12 de agosto, 2003

poesia

parece-me, cada vez mais, que qualquer pessoa que se queira arrogar de poeta, deveria ser calada no momento imediatamente antes de abrir a boca. afinal, se este país é considerado um país de poetas, é porque qualquer um atira umas palavras em verso e diz que ali está poesia.

a ignorância da poesia que o é, que vive realmente, neste país, é tão vasta quanto a maioria que olha a poesia e a nega... existe ainda uma minoria que a encara como uma estrutura díficil de compreender. nas suas diferentes vertentes, a poesia, hoje, faz descontinuar essas metafísicas essenciais ao espírito, partindo para momentos light. não sou um crítico, nem tenho para mim a experiência suficiente e o conhecimento claro da poesia portuguesa, mas sobre o que olhei, vi!

tenciono escrever sobre poesia e poetas, em breve, para já deixo apenas algo que guardo há muito dentro de mim...

compreendo que José Luís Peixoto tenha sido, por agora, arredado do grupo da poesia da sua geração: com dois livros oficiais publicados, o segundo deitou por terra qualquer esperança na sua integração*. na sua vontade de produção, de não querer deixar-se ficar só pela prosa, publicou em conjunto com o seu último romance, um livro de poemas A Casa, a Escuridão.

os poemas neste livro** têm formas demasiado fáceis e chegadas à prosa, dando de bandeja ao leitor o que pretende mostrar. tão simples em discurso e passíveis de corromper o próprio romance associado: existem poemas que revelam curiosidades mais cedo que o romance - tal acontece quando se faz uma acompanhamento das leituras -, como o sexo real duma das personagens do romance ser desvendado antes de o romance o anunciar.

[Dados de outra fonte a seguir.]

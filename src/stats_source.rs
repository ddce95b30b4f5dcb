use crate::errors::AppError;
use std::io::{self, BufRead, BufReader};
use std::path::PathBuf;
use std::process::{Child, ChildStdout, Command, Stdio};

pub type Lines<'a> = Box<dyn Iterator<Item = io::Result<String>> + 'a>;

/// Supplies the raw lines of a statistics dump.
pub trait LineSource {
  fn lines(&mut self) -> Result<Lines<'_>, AppError>;
}

/// Runs a program that prints the statistics dump to stdout, such as `printstats <database>`.
#[derive(Debug, Clone)]
pub struct CommandSource {
  program: String,
  args: Vec<String>,
  working_directory: Option<PathBuf>,
}

/// Reads the statistics dump from a file, stdin, or memory.
#[derive(Debug)]
pub struct ReaderSource<R: BufRead> {
  reader: R,
}

/// The output of a running stats command.
///
/// Dropping this closes the pipe and waits on the child. A child whose output wasn't read to
/// the end is killed first.
struct CommandOutput {
  command: String,
  child: Child,
  lines: Option<io::Split<BufReader<ChildStdout>>>,
  reached_end: bool,
}

impl CommandSource {
  pub fn new<S: Into<String>>(program: S) -> Self {
    Self {
      program: program.into(),
      args: vec![],
      working_directory: None,
    }
  }

  pub fn arg<S: Into<String>>(mut self, arg: S) -> Self {
    self.args.push(arg.into());
    self
  }

  pub fn working_directory<P: Into<PathBuf>>(mut self, working_directory: P) -> Self {
    self.working_directory = Some(working_directory.into());
    self
  }

  fn command_line(&self) -> String {
    std::iter::once(self.program.as_str())
      .chain(self.args.iter().map(String::as_str))
      .collect::<Vec<&str>>()
      .join(" ")
  }
}

impl LineSource for CommandSource {
  fn lines(&mut self) -> Result<Lines<'_>, AppError> {
    let command_line = self.command_line();
    let mut command = Command::new(&self.program);

    command
      .args(&self.args)
      .stdin(Stdio::null())
      .stdout(Stdio::piped())
      .stderr(Stdio::inherit());

    if let Some(working_directory) = &self.working_directory {
      command.current_dir(working_directory);
    }

    tracing::info!("Running `{}`.", command_line);

    let mut child = command
      .spawn()
      .map_err(|source| AppError::FailedToSpawnStatsCommand {
        command: command_line.clone(),
        source,
      })?;

    let Some(stdout) = child.stdout.take() else {
      let _ = child.kill();
      let _ = child.wait();

      return Err(AppError::StatsCommandHasNoOutput(command_line));
    };

    Ok(Box::new(CommandOutput {
      command: command_line,
      child,
      lines: Some(BufReader::new(stdout).split(b'\n')),
      reached_end: false,
    }))
  }
}

impl<R: BufRead> ReaderSource<R> {
  pub fn new(reader: R) -> Self {
    Self { reader }
  }
}

impl<R: BufRead> LineSource for ReaderSource<R> {
  fn lines(&mut self) -> Result<Lines<'_>, AppError> {
    Ok(Box::new((&mut self.reader).split(b'\n').map(decode_line)))
  }
}

impl Iterator for CommandOutput {
  type Item = io::Result<String>;

  fn next(&mut self) -> Option<Self::Item> {
    let next_line = self.lines.as_mut()?.next();

    if next_line.is_none() {
      self.reached_end = true;
    }

    next_line.map(decode_line)
  }
}

impl Drop for CommandOutput {
  fn drop(&mut self) {
    drop(self.lines.take());

    if !self.reached_end {
      tracing::warn!(
        "Stopped reading `{}` before the end of its output. Killing it.",
        self.command
      );

      if let Err(error) = self.child.kill() {
        tracing::debug!("Failed to kill `{}`. Reason: {:?}", self.command, error);
      }
    }

    match self.child.wait() {
      Ok(status) if status.success() || !self.reached_end => {}
      Ok(status) => tracing::warn!("`{}` exited with {}.", self.command, status),
      Err(error) => tracing::error!(
        "Failed to wait on `{}`. Reason: {:?}",
        self.command,
        error
      ),
    }
  }
}

/// Nicks aren't guaranteed to be UTF-8, so invalid bytes are replaced rather than rejected.
fn decode_line(line: io::Result<Vec<u8>>) -> io::Result<String> {
  let line = line?;
  let line = String::from_utf8_lossy(&line);

  Ok(line.strip_suffix('\r').unwrap_or(&*line).to_string())
}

José Luís Peixoto deveria ter guardado para si esta poesia, são momentos inerentes à escrita do romance, aceito tal, mas o seu conjunto é pobre e pouco trabalhado.



*o meu julgamento sobre o primeiro, A Criança em Ruínas, está aqui.
**adiei durante muito tempo esta pequena crítica, quando li o livro a decepção foi muito grande

Escrito por jm às 12h16...




Comentários

acho um bocado triste o comentário q fez sobre o escritor josé luís peixoto. A poesia não se reduz a versos e rimas, mas sim á beleza contida nas palavras. se acha que há muito tempo guarda a sua opinião sobre certos poetas, entao deveria ter aproveitado este momento para estar mais uma vez em silÊncio.

Escrito aqui por fairy em 31 de agosto, 2004 às 21h29

Cara fairy,

sou um dos mais acérrimos defensores de JLP.

Existem, no entanto, falhas em alguma da sua poesia, no meu entender.

Antes de julgar questione a sua relevância.

Se ler bem, inclusivé as letras pequenas e procurar as minhas opiniões sobre os livros de JLP, vai ver o que quero dizer.